_Exercise:_ Restate all of the data exactly.

'''

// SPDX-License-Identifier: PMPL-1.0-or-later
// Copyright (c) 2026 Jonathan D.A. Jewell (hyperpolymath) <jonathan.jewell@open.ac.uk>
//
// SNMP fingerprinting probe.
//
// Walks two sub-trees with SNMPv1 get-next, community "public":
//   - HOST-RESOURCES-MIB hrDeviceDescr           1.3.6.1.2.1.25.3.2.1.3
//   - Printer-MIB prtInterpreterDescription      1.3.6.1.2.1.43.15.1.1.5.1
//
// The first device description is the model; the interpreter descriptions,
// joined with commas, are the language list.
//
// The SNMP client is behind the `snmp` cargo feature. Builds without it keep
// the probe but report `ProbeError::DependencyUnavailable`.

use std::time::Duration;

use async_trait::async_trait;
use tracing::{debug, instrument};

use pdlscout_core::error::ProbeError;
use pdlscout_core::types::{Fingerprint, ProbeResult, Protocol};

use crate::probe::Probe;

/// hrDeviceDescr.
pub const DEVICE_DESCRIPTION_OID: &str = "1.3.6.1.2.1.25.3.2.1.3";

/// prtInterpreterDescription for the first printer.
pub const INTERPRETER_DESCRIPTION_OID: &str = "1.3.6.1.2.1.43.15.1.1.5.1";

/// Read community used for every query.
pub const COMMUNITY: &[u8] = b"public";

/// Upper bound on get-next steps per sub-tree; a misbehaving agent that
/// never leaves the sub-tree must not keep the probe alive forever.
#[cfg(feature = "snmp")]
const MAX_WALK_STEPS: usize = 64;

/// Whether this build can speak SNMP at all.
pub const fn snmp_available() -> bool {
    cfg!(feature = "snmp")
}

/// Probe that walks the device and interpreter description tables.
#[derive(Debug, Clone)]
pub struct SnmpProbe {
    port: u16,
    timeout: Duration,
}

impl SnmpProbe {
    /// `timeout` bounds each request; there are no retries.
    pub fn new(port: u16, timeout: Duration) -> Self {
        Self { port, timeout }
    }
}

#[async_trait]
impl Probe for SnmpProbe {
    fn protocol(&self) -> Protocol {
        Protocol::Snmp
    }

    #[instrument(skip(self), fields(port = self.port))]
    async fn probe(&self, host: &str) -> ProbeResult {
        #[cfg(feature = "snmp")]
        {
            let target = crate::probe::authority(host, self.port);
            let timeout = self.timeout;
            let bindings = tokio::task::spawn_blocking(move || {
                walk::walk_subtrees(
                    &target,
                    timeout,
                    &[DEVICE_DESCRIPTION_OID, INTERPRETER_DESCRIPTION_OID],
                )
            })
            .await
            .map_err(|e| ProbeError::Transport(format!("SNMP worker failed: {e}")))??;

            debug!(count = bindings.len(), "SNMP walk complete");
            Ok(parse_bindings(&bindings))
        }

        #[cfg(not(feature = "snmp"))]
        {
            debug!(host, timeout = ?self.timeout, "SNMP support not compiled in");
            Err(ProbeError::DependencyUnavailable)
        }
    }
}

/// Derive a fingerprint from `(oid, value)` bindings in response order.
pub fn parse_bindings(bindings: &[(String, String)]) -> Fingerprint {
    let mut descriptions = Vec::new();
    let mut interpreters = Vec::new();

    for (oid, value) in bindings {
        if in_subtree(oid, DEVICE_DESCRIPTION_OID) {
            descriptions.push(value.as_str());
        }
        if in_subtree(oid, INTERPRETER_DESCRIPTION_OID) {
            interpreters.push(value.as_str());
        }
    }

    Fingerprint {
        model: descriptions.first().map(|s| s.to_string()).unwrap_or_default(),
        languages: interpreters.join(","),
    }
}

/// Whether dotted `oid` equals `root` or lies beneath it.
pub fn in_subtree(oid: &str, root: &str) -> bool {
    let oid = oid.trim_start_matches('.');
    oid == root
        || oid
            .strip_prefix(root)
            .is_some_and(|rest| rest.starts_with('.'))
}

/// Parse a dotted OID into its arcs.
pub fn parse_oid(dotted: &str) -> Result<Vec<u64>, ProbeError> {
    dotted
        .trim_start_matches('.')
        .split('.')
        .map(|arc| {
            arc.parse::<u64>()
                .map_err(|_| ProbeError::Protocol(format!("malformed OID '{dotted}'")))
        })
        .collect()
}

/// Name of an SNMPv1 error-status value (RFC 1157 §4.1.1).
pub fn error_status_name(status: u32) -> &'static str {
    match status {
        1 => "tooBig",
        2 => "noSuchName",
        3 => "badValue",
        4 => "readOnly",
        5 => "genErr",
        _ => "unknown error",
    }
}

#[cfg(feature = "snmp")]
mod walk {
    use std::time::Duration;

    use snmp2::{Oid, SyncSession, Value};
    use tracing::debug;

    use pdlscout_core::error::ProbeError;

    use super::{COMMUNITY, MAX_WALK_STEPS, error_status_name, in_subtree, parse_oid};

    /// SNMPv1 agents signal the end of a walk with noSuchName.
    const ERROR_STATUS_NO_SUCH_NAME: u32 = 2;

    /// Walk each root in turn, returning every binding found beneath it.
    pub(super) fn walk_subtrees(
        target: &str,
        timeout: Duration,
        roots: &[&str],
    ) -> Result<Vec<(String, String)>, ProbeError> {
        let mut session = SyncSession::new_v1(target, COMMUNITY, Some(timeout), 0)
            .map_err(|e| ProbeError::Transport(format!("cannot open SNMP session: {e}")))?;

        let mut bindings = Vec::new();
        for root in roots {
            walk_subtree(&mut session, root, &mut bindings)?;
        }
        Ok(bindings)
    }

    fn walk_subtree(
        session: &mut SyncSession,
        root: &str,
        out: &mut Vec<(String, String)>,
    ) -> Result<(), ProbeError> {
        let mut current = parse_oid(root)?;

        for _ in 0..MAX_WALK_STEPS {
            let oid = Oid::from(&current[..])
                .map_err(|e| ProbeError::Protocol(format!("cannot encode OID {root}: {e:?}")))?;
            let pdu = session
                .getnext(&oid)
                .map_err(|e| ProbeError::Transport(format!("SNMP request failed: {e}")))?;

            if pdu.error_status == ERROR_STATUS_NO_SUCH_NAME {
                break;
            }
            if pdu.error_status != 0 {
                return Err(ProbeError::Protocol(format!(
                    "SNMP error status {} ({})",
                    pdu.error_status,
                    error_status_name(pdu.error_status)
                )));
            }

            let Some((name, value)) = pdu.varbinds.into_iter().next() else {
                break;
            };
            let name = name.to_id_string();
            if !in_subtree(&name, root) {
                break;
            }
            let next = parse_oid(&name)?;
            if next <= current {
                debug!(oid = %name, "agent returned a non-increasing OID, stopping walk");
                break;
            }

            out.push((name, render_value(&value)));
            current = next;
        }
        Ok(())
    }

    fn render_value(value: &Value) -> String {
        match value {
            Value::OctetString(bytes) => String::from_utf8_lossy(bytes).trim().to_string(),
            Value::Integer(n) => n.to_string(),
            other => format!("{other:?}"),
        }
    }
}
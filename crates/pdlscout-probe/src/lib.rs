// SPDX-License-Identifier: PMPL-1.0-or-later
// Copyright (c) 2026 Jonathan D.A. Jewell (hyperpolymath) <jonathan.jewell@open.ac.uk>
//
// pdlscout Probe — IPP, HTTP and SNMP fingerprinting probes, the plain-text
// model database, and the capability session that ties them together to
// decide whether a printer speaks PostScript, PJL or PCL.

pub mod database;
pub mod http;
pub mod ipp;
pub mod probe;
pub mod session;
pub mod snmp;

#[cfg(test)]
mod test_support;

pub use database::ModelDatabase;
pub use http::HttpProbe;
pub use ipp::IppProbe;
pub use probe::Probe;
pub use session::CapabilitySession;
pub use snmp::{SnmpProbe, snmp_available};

'''

_Response:_
// SPDX-License-Identifier: PMPL-1.0-or-later
// Copyright (c) 2026 Jonathan D.A. Jewell (hyperpolymath) <jonathan.jewell@open.ac.uk>
//
// SNMP fingerprinting probe.
//
// Walks two sub-trees with SNMPv1 get-next, community "public":
//   - HOST-RESOURCES-MIB hrDeviceDescr           1.3.6.1.2.1.25.3.2.1.3
//   - Printer-MIB prtInterpreterDescription      1.3.6.1.2.1.43.15.1.1.5.1
//
// The first device description is the model; the interpreter descriptions,
// joined with commas, are the language list.
//
// The SNMP client is behind the `snmp` cargo feature. Builds without it keep
// the probe but report `ProbeError::DependencyUnavailable`.

use std::time::Duration;

use async_trait::async_trait;
use tracing::{debug, instrument};

use pdlscout_core::error::ProbeError;
use pdlscout_core::types::{Fingerprint, ProbeResult, Protocol};

use crate::probe::Probe;

/// hrDeviceDescr.
pub const DEVICE_DESCRIPTION_OID: &str = "1.3.6.1.2.1.25.3.2.1.3";

/// prtInterpreterDescription for the first printer.
pub const INTERPRETER_DESCRIPTION_OID: &str = "1.3.6.1.2.1.43.15.1.1.5.1";

/// Read community used for every query.
pub const COMMUNITY: &[u8] = b"public";

/// Upper bound on get-next steps per sub-tree; a misbehaving agent that
/// never leaves the sub-tree must not keep the probe alive forever.
#[cfg(feature = "snmp")]
const MAX_WALK_STEPS: usize = 64;

/// Whether this build can speak SNMP at all.
pub const fn snmp_available() -> bool {
    cfg!(feature = "snmp")
}

/// Probe that walks the device and interpreter description tables.
#[derive(Debug, Clone)]
pub struct SnmpProbe {
    port: u16,
    timeout: Duration,
}

impl SnmpProbe {
    /// `timeout` bounds each request; there are no retries.
    pub fn new(port: u16, timeout: Duration) -> Self {
        Self { port, timeout }
    }
}

#[async_trait]
impl Probe for SnmpProbe {
    fn protocol(&self) -> Protocol {
        Protocol::Snmp
    }

    #[instrument(skip(self), fields(port = self.port))]
    async fn probe(&self, host: &str) -> ProbeResult {
        #[cfg(feature = "snmp")]
        {
            let target = crate::probe::authority(host, self.port);
            let timeout = self.timeout;
            let bindings = tokio::task::spawn_blocking(move || {
                walk::walk_subtrees(
                    &target,
                    timeout,
                    &[DEVICE_DESCRIPTION_OID, INTERPRETER_DESCRIPTION_OID],
                )
            })
            .await
            .map_err(|e| ProbeError::Transport(format!("SNMP worker failed: {e}")))??;

            debug!(count = bindings.len(), "SNMP walk complete");
            Ok(parse_bindings(&bindings))
        }

        #[cfg(not(feature = "snmp"))]
        {
            debug!(host, timeout = ?self.timeout, "SNMP support not compiled in");
            Err(ProbeError::DependencyUnavailable)
        }
    }
}

/// Derive a fingerprint from `(oid, value)` bindings in response order.
pub fn parse_bindings(bindings: &[(String, String)]) -> Fingerprint {
    let mut descriptions = Vec::new();
    let mut interpreters = Vec::new();

    for (oid, value) in bindings {
        if in_subtree(oid, DEVICE_DESCRIPTION_OID) {
            descriptions.push(value.as_str());
        }
        if in_subtree(oid, INTERPRETER_DESCRIPTION_OID) {
            interpreters.push(value.as_str());
        }
    }

    Fingerprint {
        model: descriptions.first().map(|s| s.to_string()).unwrap_or_default(),
        languages: interpreters.join(","),
    }
}

/// Whether dotted `oid` equals `root` or lies beneath it.
pub fn in_subtree(oid: &str, root: &str) -> bool {
    let oid = oid.trim_start_matches('.');
    oid == root
        || oid
            .strip_prefix(root)
            .is_some_and(|rest| rest.starts_with('.'))
}

/// Parse a dotted OID into its arcs.
pub fn parse_oid(dotted: &str) -> Result<Vec<u64>, ProbeError> {
    dotted
        .trim_start_matches('.')
        .split('.')
        .map(|arc| {
            arc.parse::<u64>()
                .map_err(|_| ProbeError::Protocol(format!("malformed OID '{dotted}'")))
        })
        .collect()
}

/// Name of an SNMPv1 error-status value (RFC 1157 §4.1.1).
pub fn error_status_name(status: u32) -> &'static str {
    match status {
        1 => "tooBig",
        2 => "noSuchName",
        3 => "badValue",
        4 => "readOnly",
        5 => "genErr",
        _ => "unknown error",
    }
}

#[cfg(feature = "snmp")]
mod walk {
    use std::time::Duration;

    use snmp2::{Oid, SyncSession, Value};
    use tracing::debug;

    use pdlscout_core::error::ProbeError;

    use super::{COMMUNITY, MAX_WALK_STEPS, error_status_name, in_subtree, parse_oid};

    /// SNMPv1 agents signal the end of a walk with noSuchName.
    const ERROR_STATUS_NO_SUCH_NAME: u32 = 2;

    /// Walk each root in turn, returning every binding found beneath it.
    pub(super) fn walk_subtrees(
        target: &str,
        timeout: Duration,
        roots: &[&str],
    ) -> Result<Vec<(String, String)>, ProbeError> {
        let mut session = SyncSession::new_v1(target, COMMUNITY, Some(timeout), 0)
            .map_err(|e| ProbeError::Transport(format!("cannot open SNMP session: {e}")))?;

        let mut bindings = Vec::new();
        for root in roots {
            walk_subtree(&mut session, root, &mut bindings)?;
        }
        Ok(bindings)
    }

    fn walk_subtree(
        session: &mut SyncSession,
        root: &str,
        out: &mut Vec<(String, String)>,
    ) -> Result<(), ProbeError> {
        let mut current = parse_oid(root)?;

        for _ in 0..MAX_WALK_STEPS {
            let oid = Oid::from(&current[..])
                .map_err(|e| ProbeError::Protocol(format!("cannot encode OID {root}: {e:?}")))?;
            let pdu = session
                .getnext(&oid)
                .map_err(|e| ProbeError::Transport(format!("SNMP request failed: {e}")))?;

            if pdu.error_status == ERROR_STATUS_NO_SUCH_NAME {
                break;
            }
            if pdu.error_status != 0 {
                return Err(ProbeError::Protocol(format!(
                    "SNMP error status {} ({})",
                    pdu.error_status,
                    error_status_name(pdu.error_status)
                )));
            }

            let Some((name, value)) = pdu.varbinds.into_iter().next() else {
                break;
            };
            let name = name.to_id_string();
            if !in_subtree(&name, root) {
                break;
            }
            let next = parse_oid(&name)?;
            if next <= current {
                debug!(oid = %name, "agent returned a non-increasing OID, stopping walk");
                break;
            }

            out.push((name, render_value(&value)));
            current = next;
        }
        Ok(())
    }

    fn render_value(value: &Value) -> String {
        match value {
            Value::OctetString(bytes) => String::from_utf8_lossy(bytes).trim().to_string(),
            Value::Integer(n) => n.to_string(),
            other => format!("{other:?}"),
        }
    }
}
filename crates/pdlscout-probe/src/lib.rs
// SPDX-License-Identifier: PMPL-1.0-or-later
// Copyright (c) 2026 Jonathan D.A. Jewell (hyperpolymath) <jonathan.jewell@open.ac.uk>
//
// pdlscout Probe — IPP, HTTP and SNMP fingerprinting probes, the plain-text
// model database, and the capability session that ties them together to
// decide whether a printer speaks PostScript, PJL or PCL.

pub mod database;
pub mod http;
pub mod ipp;
pub mod probe;
pub mod session;
pub mod snmp;

#[cfg(test)]
mod test_support;

pub use database::ModelDatabase;
pub use http::HttpProbe;
pub use ipp::IppProbe;
pub use probe::Probe;
pub use session::CapabilitySession;
pub use snmp::{SnmpProbe, snmp_available};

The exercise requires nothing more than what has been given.